Le numérique et les nouvelles technologies, c'est ce qui manquait à l'industrie pour être connectée à chaque demande particulière, avec une capacité à réaliser un produit sans cesse réinventé. La notion de produit elle-même s'efface devant celle d'usage. On apprend à décrypter les usages (big data, IoT, ...) pour innover, les technologies permettant du sur mesure. Vous voulez un téléphone rond et non rectangulaire, avec la photo de votre maman, et vous utilisez 15 % de la performance actuelle de votre smartphone? Demain, l'usine de fabrication répondra à votre besoin en quelques jours, le temps pour vous de valider sur votre smartphone votre cahier des charges par une appli qui aura prédéterminé vos usages à partir de vos habitudes.

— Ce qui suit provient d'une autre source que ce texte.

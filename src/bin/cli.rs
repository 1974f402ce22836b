use bytesize::ByteSize;
use clap::{ArgGroup, Parser};
use std::error::Error;
use std::path::PathBuf;

use remote_raster_viewer::backend::BackendClient;
use remote_raster_viewer::geometry::PixelWindow;
use remote_raster_viewer::logging;

#[derive(Parser, Debug)]
#[command(
    name = "viewer_cli",
    about = "Headless driver for a remote raster service",
    version,
    group(
        ArgGroup::new("action")
            .required(true)
            .multiple(true)
            .args(["fetch", "ortho"])
    )
)]
struct Cli {
    /// Base URL of the raster service
    #[arg(
        short = 'b',
        long = "backend",
        default_value = "http://127.0.0.1:5000/"
    )]
    backend: reqwest::Url,

    /// Session token sent in the X-CSRFToken header
    #[arg(short = 't', long = "token", default_value = "")]
    token: String,

    /// Source image path to open on the backend
    #[arg(short = 'i', long = "image")]
    image: String,

    /// Viewport size the service should target, as WIDTHxHEIGHT
    #[arg(long = "viewport", default_value = "800x600", value_parser = parse_viewport)]
    viewport: (u32, u32),

    /// Crop window to apply before fetching, as minx,miny,maxx,maxy
    #[arg(short = 'w', long = "window", value_parser = parse_window)]
    window: Option<PixelWindow>,

    /// Fetch the served frame and write it out
    #[arg(long = "fetch", short = 'f')]
    fetch: bool,

    /// Output file for the fetched frame
    #[arg(short = 'o', long = "out", default_value = "frame.png")]
    out: PathBuf,

    /// Ask the backend to write an orthorectified product to this path
    #[arg(long = "ortho")]
    ortho: Option<String>,
}

fn parse_viewport(value: &str) -> Result<(u32, u32), String> {
    let Some((width, height)) = value.split_once('x') else {
        return Err("expected WIDTHxHEIGHT".to_string());
    };
    let width = width.trim().parse::<u32>().map_err(|err| err.to_string())?;
    let height = height.trim().parse::<u32>().map_err(|err| err.to_string())?;
    if width == 0 || height == 0 {
        return Err("viewport dimensions must be non-zero".to_string());
    }
    Ok((width, height))
}

fn parse_window(value: &str) -> Result<PixelWindow, String> {
    let parts = value
        .split(',')
        .map(|part| part.trim().parse::<f64>().map_err(|err| err.to_string()))
        .collect::<Result<Vec<_>, _>>()?;
    let &[min_x, min_y, max_x, max_y] = parts.as_slice() else {
        return Err("expected minx,miny,maxx,maxy".to_string());
    };
    Ok(PixelWindow::new(min_x, min_y, max_x, max_y))
}

#[tokio::main]
async fn main() -> Result<(), Box<dyn Error>> {
    let cli = Cli::parse();
    logging::init("warn");

    let client = BackendClient::new(cli.backend, cli.token);
    let (tnx, tny) = cli.viewport;

    let size = client.update_image_path(&cli.image, tnx, tny).await?;
    println!("Opened {} ({} x {} px)", cli.image, size.nx, size.ny);

    if let Some(window) = cli.window {
        let clamped = window.clamp_to(size);
        client.update_image_content(clamped, tnx, tny).await?;
        println!(
            "Cropped to ({:.1}, {:.1}) - ({:.1}, {:.1})",
            clamped.min_x, clamped.min_y, clamped.max_x, clamped.max_y
        );
    }

    if cli.fetch {
        let frame = client.get_frame().await?;
        let buffer = image::RgbaImage::from_raw(frame.width, frame.height, frame.pixels)
            .ok_or("frame pixel buffer does not match its dimensions")?;
        buffer.save(&cli.out)?;
        println!(
            "Wrote {} ({} x {} px, decimation {}, {})",
            cli.out.display(),
            frame.width,
            frame.height,
            frame.decimation,
            ByteSize::b(frame.encoded_len as u64)
        );
        println!(
            "Extent: ({:.1}, {:.1}) - ({:.1}, {:.1})",
            frame.extent.min_x, frame.extent.min_y, frame.extent.max_x, frame.extent.max_y
        );
    }

    if let Some(destination) = cli.ortho {
        client.ortho_image(&destination).await?;
        println!("Ortho product requested at {destination}");
    }

    Ok(())
}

Parler des nouvelles technologies sans parler des innovations des organisations, de l'appréhension du facteur humain, c'est faire l'erreur de réduire la modernité au progrès technique. L'industrie, en connectant les organisations aux client(e)s, s'oriente vers des organisations horizontales avec des opérateur(rice)s en prise directe avec ces usages. Dans l'exemple précédent du téléphone, exit les cahiers des charges passant de service en service pour aboutir en production. Les données recueillies atterrissent directement sur une ligne de production centrée «terrain» et des équipes formées à l'appréhension de cette complexité.

Cette horizontalisation tombe bien! Les sciences humaines, les neurosciences montrent à quel point chaque humain se réalise dans un environnement fait de bienveillance et de dialogue direct, se nourrissant du feedback. Diminuer les strates hiérarchiques, les silos entre fonctions en renouant avec un dialogue de performance (lire à ce sujet la tribune de Michael Valentin) constitue la clé. Les organisations qui revalorisent l'individu et développent l'intelligence collective autour d'un horizon commun sont aussi celles qui sont le plus en prises avec ces nouveaux usages. On observe d'ailleurs la multiplication d'expérimentations d'organisations sur cette trajectoire, comme décrit dans l'ouvrage de Frédéric Laloux, Reinventing Organizations.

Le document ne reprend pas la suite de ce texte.